雨还在下。
不是那种倾盆而下的暴雨,而是像无数根冰冷的针,密密麻麻地扎在青牛宗外门的每一寸土地上。
韩立站在柴房外的泥泞小径上,浑身湿透。
雨水顺着他凌乱的发梢滴落,混着嘴角残留的血腥味,滑进衣领。
他手里紧紧攥着那枚瓷瓶。
瓶身冰冷,里面躺着的,正是那枚被任管事扔进猪槽的“紫气东来”残丹。
此刻,这枚丹药已经不在瓶子里了。
它静静地躺在韩立的胃里,化作第一缕微弱却真实的灵气,在他干涸的经脉中艰难游走。
但这股灵气并不安稳。
它像是被什么东西牵引着,隐隐作痛。
韩立低头看向自己的胸口。
那里贴着一张染血的卖身契。
契约底部的红色印章,在昏暗的天色下显得格外刺眼。
那是一个圆圈,里面套着一个十字。
外人看来,这只是执事堂某种特殊的防伪标记。
但韩立知道,这不是普通的印。
这是“血印”。
一种从未记载在外门规训中的古老禁制。
只要签下这个名字,他的命,就不再属于自己。
“你果然来了。

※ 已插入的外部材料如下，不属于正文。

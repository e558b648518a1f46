//! Small helpers for terminal output shared by the command handlers.

use std::io::Write;

use hupoker_engine::cards::Card;
use hupoker_engine::player::Action;

pub fn write_error(err: &mut dyn Write, msg: &str) -> std::io::Result<()> {
    writeln!(err, "Error: {}", msg)
}

/// Display a warning message to stderr with "WARNING:" prefix
pub fn display_warning(err: &mut dyn Write, message: &str) -> std::io::Result<()> {
    writeln!(err, "WARNING: {}", message)
}

/// Space-separated cards, or `-` when there are none.
pub fn format_cards(cards: &[Card]) -> String {
    if cards.is_empty() {
        return "-".to_string();
    }
    cards
        .iter()
        .map(Card::to_string)
        .collect::<Vec<_>>()
        .join(" ")
}

pub fn format_actions(actions: &[Action]) -> String {
    actions
        .iter()
        .map(|a| a.as_str())
        .collect::<Vec<_>>()
        .join("/")
}

/// Signed chip amount, e.g. `+15` or `-10`.
pub fn signed(n: i64) -> String {
    if n > 0 {
        format!("+{}", n)
    } else {
        n.to_string()
    }
}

”
一个阴冷的声音从雨幕深处传来。
韩立猛地抬头。
泥泞的小径尽头,任管事撑着一把油纸伞,缓缓走来。
他穿着那件锦缎直裰,手指上两枚金玉扳指在雨中泛着冷光。
手里的那把算盘,珠声清脆,一下一下,敲在韩立的心头。
任管事没有打伞的意思,任由雨水打湿他的肩膀。
但他脸上的表情,却比这秋雨还要寒冷。
他走到韩立面前三步远的地方停下。
目光落在韩立湿透的袖口上,那里沾着几点浑浊的泥点。
那是刚才韩立从猪槽边捡起瓷瓶时留下的痕迹。
“三枚铜钱。”
任管事开口,声音尖酸刻薄。
“你以为,这三枚铜钱,买的是那枚废丹?”
韩立沉默。
他没有回答,只是微微垂下眼帘,掩盖住眼底那一闪而过的锐利。
“不。”
任管事冷笑一声,手中的算盘珠子拨动得更快了。
噼啪作响。
“买的是你的命。”
他抬起手,指向韩立胸口的卖身契。